YOUR ASSIGNMENT:
Where the string "matches" appears in a line of the data, show that line.

Records drawn from a dataset

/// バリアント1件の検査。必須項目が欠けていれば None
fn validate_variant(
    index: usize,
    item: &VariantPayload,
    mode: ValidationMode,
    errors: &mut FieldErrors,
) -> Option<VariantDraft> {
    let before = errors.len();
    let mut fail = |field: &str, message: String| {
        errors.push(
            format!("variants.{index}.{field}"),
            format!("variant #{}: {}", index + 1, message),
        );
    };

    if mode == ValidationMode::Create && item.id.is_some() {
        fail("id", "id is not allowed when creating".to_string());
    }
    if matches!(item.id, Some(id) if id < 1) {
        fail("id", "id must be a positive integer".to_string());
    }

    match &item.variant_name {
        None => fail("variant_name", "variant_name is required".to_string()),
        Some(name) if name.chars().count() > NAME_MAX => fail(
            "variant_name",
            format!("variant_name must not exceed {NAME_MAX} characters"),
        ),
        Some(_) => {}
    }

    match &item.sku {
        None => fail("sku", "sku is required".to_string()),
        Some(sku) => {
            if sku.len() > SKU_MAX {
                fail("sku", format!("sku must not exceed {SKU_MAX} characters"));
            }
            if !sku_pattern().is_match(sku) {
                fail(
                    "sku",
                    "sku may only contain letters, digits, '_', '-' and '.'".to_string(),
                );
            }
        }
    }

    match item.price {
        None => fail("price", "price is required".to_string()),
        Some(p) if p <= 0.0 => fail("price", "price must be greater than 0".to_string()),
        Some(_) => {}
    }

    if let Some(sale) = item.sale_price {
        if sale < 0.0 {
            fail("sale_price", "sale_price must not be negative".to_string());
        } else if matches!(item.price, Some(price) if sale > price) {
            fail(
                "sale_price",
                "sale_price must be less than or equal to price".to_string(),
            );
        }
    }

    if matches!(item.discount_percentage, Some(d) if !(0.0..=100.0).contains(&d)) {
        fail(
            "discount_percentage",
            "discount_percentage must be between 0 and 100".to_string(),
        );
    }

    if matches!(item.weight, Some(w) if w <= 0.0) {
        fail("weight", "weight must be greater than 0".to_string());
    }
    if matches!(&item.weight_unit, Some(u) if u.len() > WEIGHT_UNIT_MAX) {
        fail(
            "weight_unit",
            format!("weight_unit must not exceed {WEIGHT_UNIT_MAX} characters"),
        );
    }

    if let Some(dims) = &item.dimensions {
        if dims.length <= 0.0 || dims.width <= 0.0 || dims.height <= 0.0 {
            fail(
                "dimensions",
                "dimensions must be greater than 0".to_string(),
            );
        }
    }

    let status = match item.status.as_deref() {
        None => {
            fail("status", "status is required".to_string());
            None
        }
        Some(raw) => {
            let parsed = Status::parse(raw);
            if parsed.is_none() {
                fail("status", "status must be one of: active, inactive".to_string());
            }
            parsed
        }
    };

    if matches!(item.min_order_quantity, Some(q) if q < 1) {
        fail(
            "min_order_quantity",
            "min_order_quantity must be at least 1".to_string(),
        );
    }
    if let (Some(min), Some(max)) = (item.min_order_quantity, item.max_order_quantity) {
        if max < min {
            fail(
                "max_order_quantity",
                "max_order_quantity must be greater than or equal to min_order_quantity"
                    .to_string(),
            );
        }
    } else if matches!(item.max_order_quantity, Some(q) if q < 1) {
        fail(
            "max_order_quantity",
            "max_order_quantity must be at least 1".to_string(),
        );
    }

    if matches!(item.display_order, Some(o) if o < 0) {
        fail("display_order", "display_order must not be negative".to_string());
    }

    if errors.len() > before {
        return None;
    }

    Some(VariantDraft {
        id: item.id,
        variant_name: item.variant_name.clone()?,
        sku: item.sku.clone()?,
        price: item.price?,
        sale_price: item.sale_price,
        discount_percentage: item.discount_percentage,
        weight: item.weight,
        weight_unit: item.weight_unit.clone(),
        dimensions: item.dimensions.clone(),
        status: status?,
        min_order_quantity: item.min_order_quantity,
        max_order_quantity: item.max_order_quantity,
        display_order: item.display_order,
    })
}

* * *

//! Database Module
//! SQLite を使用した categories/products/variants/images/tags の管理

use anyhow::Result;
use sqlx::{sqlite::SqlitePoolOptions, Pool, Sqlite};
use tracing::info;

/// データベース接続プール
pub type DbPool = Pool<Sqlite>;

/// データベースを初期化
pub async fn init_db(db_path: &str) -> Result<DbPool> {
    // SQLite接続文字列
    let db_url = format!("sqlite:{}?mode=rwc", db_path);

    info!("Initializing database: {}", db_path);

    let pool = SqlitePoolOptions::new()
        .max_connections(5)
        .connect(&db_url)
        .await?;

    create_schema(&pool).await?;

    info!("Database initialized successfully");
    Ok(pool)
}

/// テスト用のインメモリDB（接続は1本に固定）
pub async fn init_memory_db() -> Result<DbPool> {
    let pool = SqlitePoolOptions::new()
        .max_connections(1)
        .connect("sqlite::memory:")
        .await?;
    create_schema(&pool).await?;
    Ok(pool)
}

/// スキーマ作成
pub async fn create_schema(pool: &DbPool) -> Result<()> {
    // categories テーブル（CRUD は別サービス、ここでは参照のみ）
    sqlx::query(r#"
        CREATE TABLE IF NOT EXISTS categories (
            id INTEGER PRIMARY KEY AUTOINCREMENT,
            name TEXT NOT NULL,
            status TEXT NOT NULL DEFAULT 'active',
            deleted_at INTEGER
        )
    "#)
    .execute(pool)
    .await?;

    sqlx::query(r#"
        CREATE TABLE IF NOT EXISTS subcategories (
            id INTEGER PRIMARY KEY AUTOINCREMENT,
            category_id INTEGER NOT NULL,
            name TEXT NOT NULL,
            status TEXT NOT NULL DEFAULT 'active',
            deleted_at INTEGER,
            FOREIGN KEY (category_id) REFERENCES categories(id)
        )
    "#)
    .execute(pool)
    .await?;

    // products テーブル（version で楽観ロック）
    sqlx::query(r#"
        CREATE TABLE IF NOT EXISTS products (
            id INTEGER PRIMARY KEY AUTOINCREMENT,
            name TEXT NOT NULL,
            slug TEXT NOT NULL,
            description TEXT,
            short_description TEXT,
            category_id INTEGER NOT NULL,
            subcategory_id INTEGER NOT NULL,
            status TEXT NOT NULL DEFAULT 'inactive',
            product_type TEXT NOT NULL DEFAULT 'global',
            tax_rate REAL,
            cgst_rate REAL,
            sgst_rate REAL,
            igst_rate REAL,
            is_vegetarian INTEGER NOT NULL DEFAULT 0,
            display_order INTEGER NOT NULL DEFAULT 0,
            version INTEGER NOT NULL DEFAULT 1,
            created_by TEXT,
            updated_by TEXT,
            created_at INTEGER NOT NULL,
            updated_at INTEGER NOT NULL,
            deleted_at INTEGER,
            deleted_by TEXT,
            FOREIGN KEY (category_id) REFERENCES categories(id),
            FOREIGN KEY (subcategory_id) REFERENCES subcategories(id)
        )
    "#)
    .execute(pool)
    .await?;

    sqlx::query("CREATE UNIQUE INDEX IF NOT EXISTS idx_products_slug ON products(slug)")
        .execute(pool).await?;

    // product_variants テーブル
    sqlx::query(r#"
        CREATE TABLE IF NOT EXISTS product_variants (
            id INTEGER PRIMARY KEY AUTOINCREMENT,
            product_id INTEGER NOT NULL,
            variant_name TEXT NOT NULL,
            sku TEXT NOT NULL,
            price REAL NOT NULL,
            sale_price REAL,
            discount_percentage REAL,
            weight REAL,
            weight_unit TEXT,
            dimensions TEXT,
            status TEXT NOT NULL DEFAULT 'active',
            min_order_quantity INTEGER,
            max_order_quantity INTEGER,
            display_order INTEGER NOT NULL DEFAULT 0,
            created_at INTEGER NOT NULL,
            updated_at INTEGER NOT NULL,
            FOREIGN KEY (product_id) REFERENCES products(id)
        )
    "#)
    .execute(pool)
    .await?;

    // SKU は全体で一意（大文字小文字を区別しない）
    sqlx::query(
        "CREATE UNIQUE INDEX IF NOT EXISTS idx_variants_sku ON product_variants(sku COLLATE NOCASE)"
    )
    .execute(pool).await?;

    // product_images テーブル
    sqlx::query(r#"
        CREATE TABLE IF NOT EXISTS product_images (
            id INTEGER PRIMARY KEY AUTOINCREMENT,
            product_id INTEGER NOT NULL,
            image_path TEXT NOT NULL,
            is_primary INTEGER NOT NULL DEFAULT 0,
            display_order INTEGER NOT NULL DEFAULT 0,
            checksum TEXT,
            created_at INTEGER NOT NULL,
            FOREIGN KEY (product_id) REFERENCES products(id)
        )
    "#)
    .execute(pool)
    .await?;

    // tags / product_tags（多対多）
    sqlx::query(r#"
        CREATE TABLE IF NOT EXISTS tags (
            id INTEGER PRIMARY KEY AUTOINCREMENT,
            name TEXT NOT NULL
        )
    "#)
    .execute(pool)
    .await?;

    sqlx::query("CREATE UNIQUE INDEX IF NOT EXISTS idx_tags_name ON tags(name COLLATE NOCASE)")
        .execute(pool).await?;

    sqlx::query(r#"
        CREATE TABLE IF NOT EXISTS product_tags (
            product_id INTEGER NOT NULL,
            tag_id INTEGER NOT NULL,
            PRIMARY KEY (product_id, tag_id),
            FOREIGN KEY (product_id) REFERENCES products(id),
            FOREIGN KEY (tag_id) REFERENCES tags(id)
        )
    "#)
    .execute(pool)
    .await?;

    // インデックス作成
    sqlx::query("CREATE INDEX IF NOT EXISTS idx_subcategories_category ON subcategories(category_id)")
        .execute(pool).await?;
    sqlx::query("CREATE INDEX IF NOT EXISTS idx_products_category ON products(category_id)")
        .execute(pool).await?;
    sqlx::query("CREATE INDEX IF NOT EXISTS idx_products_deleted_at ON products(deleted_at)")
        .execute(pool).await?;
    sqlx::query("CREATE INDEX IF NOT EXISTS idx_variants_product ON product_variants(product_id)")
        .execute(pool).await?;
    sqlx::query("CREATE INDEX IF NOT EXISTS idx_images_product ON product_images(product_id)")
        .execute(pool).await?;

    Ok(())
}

ANSWER SECTION:
    if matches!(item.id, Some(id) if id < 1) {
        } else if matches!(item.price, Some(price) if sale > price) {
    if matches!(item.discount_percentage, Some(d) if !(0.0..=100.0).contains(&d)) {
    if matches!(item.weight, Some(w) if w <= 0.0) {
    if matches!(&item.weight_unit, Some(u) if u.len() > WEIGHT_UNIT_MAX) {
    if matches!(item.min_order_quantity, Some(q) if q < 1) {
    } else if matches!(item.max_order_quantity, Some(q) if q < 1) {
    if matches!(item.display_order, Some(o) if o < 0) {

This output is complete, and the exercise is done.